Fig. 3. KLF4 interacts with the SWI-SNF nucleosome remodeling complex to increase chromatin accessibility.

a Heatmap showing the spectral counts obtained by Affinity Purification followed by Mass Spectrometry (AP-MS) of PAEC transduced with adenoviral vectors encoding a Flag-tagged mutant of KLF4 or GFP control. AP was performed using anti-Flag antibodies (FLAG) and anti-KLF antibodies (KLF).

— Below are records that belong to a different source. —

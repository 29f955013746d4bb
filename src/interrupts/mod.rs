//! # Debounced interrupt dispatcher
//!
//! Mechanical contacts bounce, and every bounce is a raw edge interrupt. The
//! dispatcher turns a burst of raw edges into one settled notification:
//!
//! ```text
//! raw edge ──▶ disable all pin IRQs ──▶ schedule GpioDispatch (1..6 ms)
//!                                             │
//!     ┌───────────────────────────────────────┘
//!     ▼
//! snapshot levels ──▶ arm opposite edges ──▶ snapshot again ──▶ equal? ──no──┐
//!     ▲                                                          │ yes      │
//!     └──────────────────────── (at most 50 tries) ◀─────────────┼──────────┘
//!                                                                ▼
//!                                     enable all pin IRQs ──▶ call every handler
//! ```
//!
//! Handlers are plain function pointers taking a caller-supplied context, the
//! settled [`PinEvent`] and the parameter given at registration. Every handler
//! is called once per settled burst; working out what changed is up to the
//! handler.

use crate::hal::{Edge, InterruptHal, Pin, TaskId};

/// Slots in the handler table.
pub const MAX_SLOTS: usize = 16;

/// Ceiling of the settle loop.
pub const SETTLE_TRIES: u8 = 50;

const PAUSE_SEED: u16 = 3;
const PAUSE_MULTIPLIER: u16 = 3;
const PAUSE_MODULUS: u16 = 7;

/// Settled level of a registered pin.
#[derive(Debug, Clone, Copy, PartialEq, Eq)]
pub struct PinEvent {
    /// The pin.
    pub pin: Pin,
    /// Level read at the end of the settle loop.
    pub high: bool,
}

/// Interrupt handler: context, settled pin level, registration parameter.
pub type InterruptFn<C> = fn(ctx: &mut C, event: PinEvent, param: usize);

/// Errors of handler registration.
#[derive(Debug, Clone, Copy, PartialEq, Eq)]
pub enum InterruptError {
    /// Every slot is taken by another pin.
    TableFull,
    /// The pin is [`Pin::INVALID`].
    InvalidPin,
}

#[cfg(feature = "defmt")]
impl defmt::Format for InterruptError {
    fn format(&self, f: defmt::Formatter) {
        match self {
            InterruptError::TableFull => defmt::write!(f, "TableFull"),
            InterruptError::InvalidPin => defmt::write!(f, "InvalidPin"),
        }
    }
}

/// One handler slot. Empty slots carry [`Pin::INVALID`].
#[derive(Debug)]
struct Slot<C> {
    pin: Pin,
    handler: Option<InterruptFn<C>>,
    param: usize,
}

impl<C> Slot<C> {
    const EMPTY: Self = Self {
        pin: Pin::INVALID,
        handler: None,
        param: 0,
    };

    fn in_use(&self) -> bool {
        self.pin.is_valid()
    }
}

/// Pin handler table and settle state.
#[derive(Debug)]
pub struct Dispatcher<C> {
    slots: [Slot<C>; MAX_SLOTS],
    pause: u16,
    dispatches: u32,
}

impl<C> Default for Dispatcher<C> {
    fn default() -> Self {
        Self::new()
    }
}

impl<C> Dispatcher<C> {
    /// An empty table.
    pub fn new() -> Self {
        Self {
            slots: core::array::from_fn(|_| Slot::EMPTY),
            pause: PAUSE_SEED,
            dispatches: 0,
        }
    }

    /// Register `handler` for `pin` and enable its raw interrupt.
    ///
    /// Registering a pin again replaces its handler and parameter.
    ///
    /// # Errors
    ///
    /// - `InvalidPin` for [`Pin::INVALID`]
    /// - `TableFull` when no slot is free
    pub fn register<H: InterruptHal + ?Sized>(
        &mut self,
        hal: &mut H,
        pin: Pin,
        handler: InterruptFn<C>,
        param: usize,
    ) -> Result<(), InterruptError> {
        if !pin.is_valid() {
            return Err(InterruptError::InvalidPin);
        }
        let index = self
            .position(pin)
            .or_else(|| self.slots.iter().position(|slot| !slot.in_use()))
            .ok_or_else(|| {
                warn!("irq: table full, dropping {}", pin);
                InterruptError::TableFull
            })?;

        self.slots[index] = Slot {
            pin,
            handler: Some(handler),
            param,
        };
        let high = hal.read(pin);
        hal.irq_set_edge(pin, opposite_edge(high));
        hal.irq_enable(pin);
        Ok(())
    }

    /// Disable the raw interrupt of `pin` and free its slot.
    ///
    /// Returns `false` if the pin was not registered. A dispatch already
    /// scheduled simply skips the freed slot.
    pub fn unregister<H: InterruptHal + ?Sized>(&mut self, hal: &mut H, pin: Pin) -> bool {
        match self.position(pin) {
            Some(index) => {
                hal.irq_disable(pin);
                self.slots[index] = Slot::EMPTY;
                true
            }
            None => false,
        }
    }

    /// Whether `pin` has a handler.
    pub fn is_registered(&self, pin: Pin) -> bool {
        self.position(pin).is_some()
    }

    /// Number of registered pins.
    pub fn registered(&self) -> usize {
        self.slots.iter().filter(|slot| slot.in_use()).count()
    }

    /// Number of settle-and-dispatch passes run so far.
    pub fn dispatches(&self) -> u32 {
        self.dispatches
    }

    /// Handle a raw edge on any registered pin.
    ///
    /// Disables every pin interrupt and defers the settle pass by a short
    /// delay that varies from burst to burst.
    pub fn on_edge_interrupt<H: InterruptHal + ?Sized>(&mut self, hal: &mut H) {
        for slot in self.slots.iter().filter(|slot| slot.in_use()) {
            hal.irq_disable(slot.pin);
        }
        hal.schedule(TaskId::GpioDispatch, self.pause);
        self.pause = self.pause * PAUSE_MULTIPLIER % PAUSE_MODULUS;
    }

    /// Run the deferred settle-and-dispatch pass.
    pub fn on_dispatch_task<H: InterruptHal + ?Sized>(&mut self, hal: &mut H, ctx: &mut C) {
        let mut levels = self.snapshot(hal);
        let mut settled = false;
        for _ in 0..SETTLE_TRIES {
            for (index, slot) in self.slots.iter().enumerate() {
                if slot.in_use() {
                    hal.irq_set_edge(slot.pin, opposite_edge(level(levels, index)));
                }
            }
            let again = self.snapshot(hal);
            if again == levels {
                settled = true;
                break;
            }
            levels = again;
        }
        if !settled {
            warn!("irq: pins still bouncing after {} tries", SETTLE_TRIES);
        }

        for slot in self.slots.iter().filter(|slot| slot.in_use()) {
            hal.irq_enable(slot.pin);
        }

        self.dispatches = self.dispatches.wrapping_add(1);
        for (index, slot) in self.slots.iter().enumerate() {
            if let (true, Some(handler)) = (slot.in_use(), slot.handler) {
                let event = PinEvent {
                    pin: slot.pin,
                    high: level(levels, index),
                };
                handler(ctx, event, slot.param);
            }
        }
    }

    fn position(&self, pin: Pin) -> Option<usize> {
        if !pin.is_valid() {
            return None;
        }
        self.slots.iter().position(|slot| slot.pin == pin)
    }

    fn snapshot<H: InterruptHal + ?Sized>(&self, hal: &mut H) -> u16 {
        self.slots
            .iter()
            .enumerate()
            .filter(|(_, slot)| slot.in_use())
            .fold(0u16, |levels, (index, slot)| {
                if hal.read(slot.pin) {
                    levels | (1 << index)
                } else {
                    levels
                }
            })
    }
}

fn level(levels: u16, index: usize) -> bool {
    levels & (1 << index) != 0
}

/// Edge that fires on the next real transition away from `high`.
fn opposite_edge(high: bool) -> Edge {
    if high { Edge::Falling } else { Edge::Rising }
}

#[cfg(test)]
mod tests {
    use super::*;
    use crate::hal::{EdgeInterrupts, Gpio, GpioError, PinMode, Scheduler};

    #[derive(Default)]
    struct Sim {
        high: heapless::FnvIndexMap<u16, bool, 16>,
        enabled: heapless::FnvIndexMap<u16, bool, 16>,
        edges: heapless::FnvIndexMap<u16, Edge, 16>,
        scheduled: Option<(TaskId, u16)>,
        // Remaining level flips of a bouncing pin, applied one per read pass.
        bounces: u8,
        bouncing: Option<Pin>,
        reads: u32,
    }

    impl Gpio for Sim {
        fn configure(&mut self, _pin: Pin, _mode: PinMode) -> Result<(), GpioError> {
            Ok(())
        }
        fn write(&mut self, pin: Pin, high: bool) {
            self.high.insert(pin.raw(), high).unwrap();
        }
        fn read(&mut self, pin: Pin) -> bool {
            self.reads += 1;
            if self.bouncing == Some(pin) && self.bounces > 0 {
                self.bounces -= 1;
                let level = !self.high.get(&pin.raw()).copied().unwrap_or(false);
                self.high.insert(pin.raw(), level).unwrap();
            }
            self.high.get(&pin.raw()).copied().unwrap_or(false)
        }
    }

    impl EdgeInterrupts for Sim {
        fn irq_enable(&mut self, pin: Pin) {
            self.enabled.insert(pin.raw(), true).unwrap();
        }
        fn irq_disable(&mut self, pin: Pin) {
            self.enabled.insert(pin.raw(), false).unwrap();
        }
        fn irq_set_edge(&mut self, pin: Pin, edge: Edge) {
            self.edges.insert(pin.raw(), edge).unwrap();
        }
    }

    impl Scheduler for Sim {
        fn schedule(&mut self, task: TaskId, delay_ms: u16) {
            self.scheduled = Some((task, delay_ms));
        }
        fn unschedule(&mut self, _task: TaskId) {
            self.scheduled = None;
        }
    }

    #[derive(Default)]
    struct Seen {
        events: heapless::Vec<(PinEvent, usize), 16>,
    }

    fn record(ctx: &mut Seen, event: PinEvent, param: usize) {
        ctx.events.push((event, param)).unwrap();
    }

    fn record_twice(ctx: &mut Seen, event: PinEvent, param: usize) {
        record(ctx, event, param * 2);
    }

    const A0: Pin = Pin::new(0, 0);
    const B3: Pin = Pin::new(1, 3);

    #[test]
    fn test_register_enables_and_arms() {
        let mut sim = Sim::default();
        sim.write(B3, true);
        let mut dispatcher: Dispatcher<Seen> = Dispatcher::new();
        dispatcher.register(&mut sim, B3, record, 1).unwrap();
        assert_eq!(sim.enabled.get(&B3.raw()), Some(&true));
        assert_eq!(sim.edges.get(&B3.raw()), Some(&Edge::Falling));
        assert_eq!(
            dispatcher.register(&mut sim, Pin::INVALID, record, 0),
            Err(InterruptError::InvalidPin)
        );
    }

    #[test]
    fn test_reregister_replaces_slot() {
        let mut sim = Sim::default();
        let mut dispatcher: Dispatcher<Seen> = Dispatcher::new();
        dispatcher.register(&mut sim, A0, record, 1).unwrap();
        dispatcher.register(&mut sim, A0, record_twice, 5).unwrap();
        assert_eq!(dispatcher.registered(), 1);

        let mut seen = Seen::default();
        dispatcher.on_dispatch_task(&mut sim, &mut seen);
        assert_eq!(seen.events.len(), 1);
        assert_eq!(seen.events[0].1, 10);
    }

    #[test]
    fn test_table_full() {
        let mut sim = Sim::default();
        let mut dispatcher: Dispatcher<Seen> = Dispatcher::new();
        let mut count = 0;
        for port in 0..Pin::PORTS {
            for number in 0..=Pin::MAX_NUMBER {
                if count < MAX_SLOTS {
                    dispatcher.register(&mut sim, Pin::new(port, number), record, 0).unwrap();
                    count += 1;
                }
            }
        }
        assert_eq!(
            dispatcher.register(&mut sim, Pin::new(3, 8), record, 0),
            Err(InterruptError::TableFull)
        );
    }

    #[test]
    fn test_edge_disables_all_and_defers() {
        let mut sim = Sim::default();
        let mut dispatcher: Dispatcher<Seen> = Dispatcher::new();
        dispatcher.register(&mut sim, A0, record, 0).unwrap();
        dispatcher.register(&mut sim, B3, record, 0).unwrap();

        let mut delays = heapless::Vec::<u16, 8>::new();
        for _ in 0..7 {
            dispatcher.on_edge_interrupt(&mut sim);
            let (task, delay) = sim.scheduled.unwrap();
            assert_eq!(task, TaskId::GpioDispatch);
            delays.push(delay).unwrap();
        }
        assert_eq!(&delays[..], &[3, 2, 6, 4, 5, 1, 3]);
        assert_eq!(sim.enabled.get(&A0.raw()), Some(&false));
        assert_eq!(sim.enabled.get(&B3.raw()), Some(&false));
    }

    #[test]
    fn test_settles_bouncing_pin() {
        let mut sim = Sim::default();
        let mut dispatcher: Dispatcher<Seen> = Dispatcher::new();
        dispatcher.register(&mut sim, A0, record, 3).unwrap();
        sim.bouncing = Some(A0);
        sim.bounces = 5;

        dispatcher.on_edge_interrupt(&mut sim);
        let mut seen = Seen::default();
        dispatcher.on_dispatch_task(&mut sim, &mut seen);

        // Five flips end on the opposite level.
        assert_eq!(seen.events.len(), 1);
        assert_eq!(seen.events[0].0, PinEvent { pin: A0, high: true });
        assert_eq!(sim.edges.get(&A0.raw()), Some(&Edge::Falling));
        assert_eq!(sim.enabled.get(&A0.raw()), Some(&true));
        assert_eq!(dispatcher.dispatches(), 1);
    }

    #[test]
    fn test_gives_up_after_ceiling() {
        let mut sim = Sim::default();
        let mut dispatcher: Dispatcher<Seen> = Dispatcher::new();
        dispatcher.register(&mut sim, A0, record, 0).unwrap();
        sim.bouncing = Some(A0);
        sim.bounces = u8::MAX;
        sim.reads = 0;

        let mut seen = Seen::default();
        dispatcher.on_dispatch_task(&mut sim, &mut seen);
        assert_eq!(sim.reads, 1 + u32::from(SETTLE_TRIES));
        assert_eq!(seen.events.len(), 1);
        assert_eq!(sim.enabled.get(&A0.raw()), Some(&true));
    }

    #[test]
    fn test_unregister_skips_slot() {
        let mut sim = Sim::default();
        let mut dispatcher: Dispatcher<Seen> = Dispatcher::new();
        dispatcher.register(&mut sim, A0, record, 0).unwrap();
        dispatcher.register(&mut sim, B3, record, 1).unwrap();
        dispatcher.on_edge_interrupt(&mut sim);
        assert!(dispatcher.unregister(&mut sim, A0));
        assert!(!dispatcher.unregister(&mut sim, A0));

        let mut seen = Seen::default();
        dispatcher.on_dispatch_task(&mut sim, &mut seen);
        assert_eq!(seen.events.len(), 1);
        assert_eq!(seen.events[0].0.pin, B3);
        assert_eq!(sim.enabled.get(&A0.raw()), Some(&false));
    }
}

Proteins were inferred from the peptides against the human UniProt using an FDR of 1%. n = 2 experimental replicates. b Representative images of Proximity Ligation Assays (PLA) (left panel) of PAEC exposed to 15 dyn/cm² of LSS or ST conditions for 24 h, show an interaction of KLF4 with BRG1 and SMARCC2 under LSS (magenta). Nuclei were stained with DAPI (blue). Number of foci per nucleus were quantified in 10 non-overlapping random fields of view per replicate (right panel). n = 4 experimental replicates. Data shown as the mean +/− s.e.m. P values were determined by Student’s two-tailed t-test. Scale bar, 20 μm. c Representative image of KLF4-BRG1 PLA in healthy rat lung tissue. The original PLA protocol was modified with longer incubation times to allow the reagents to fully penetrate the 350 μM thick sections. Note the interaction of KLF4 with BRG1 at straight sites of the vasculature that are exposed to LSS (upper left insert), while sites at bifurcations which are exposed to disturbed shear stress (DSS) do not show the KLF4-BRG1 interaction (bottom right insert). Bar graphs show the average number of foci per nucleus quantified in regions of DSS or LSS at 6 random bifurcations. KLF4-BRG1 interaction (magenta); vWF (gray, pseudo-color); αSMA (green). Nuclei were stained with DAPI, (blue). Scale bar, 20 and 10 μm in the higher magnifications. Data shown as the mean +/− s.e.m. P value was determined by Student’s two-tailed t-test. Source data are provided as a Source Data file.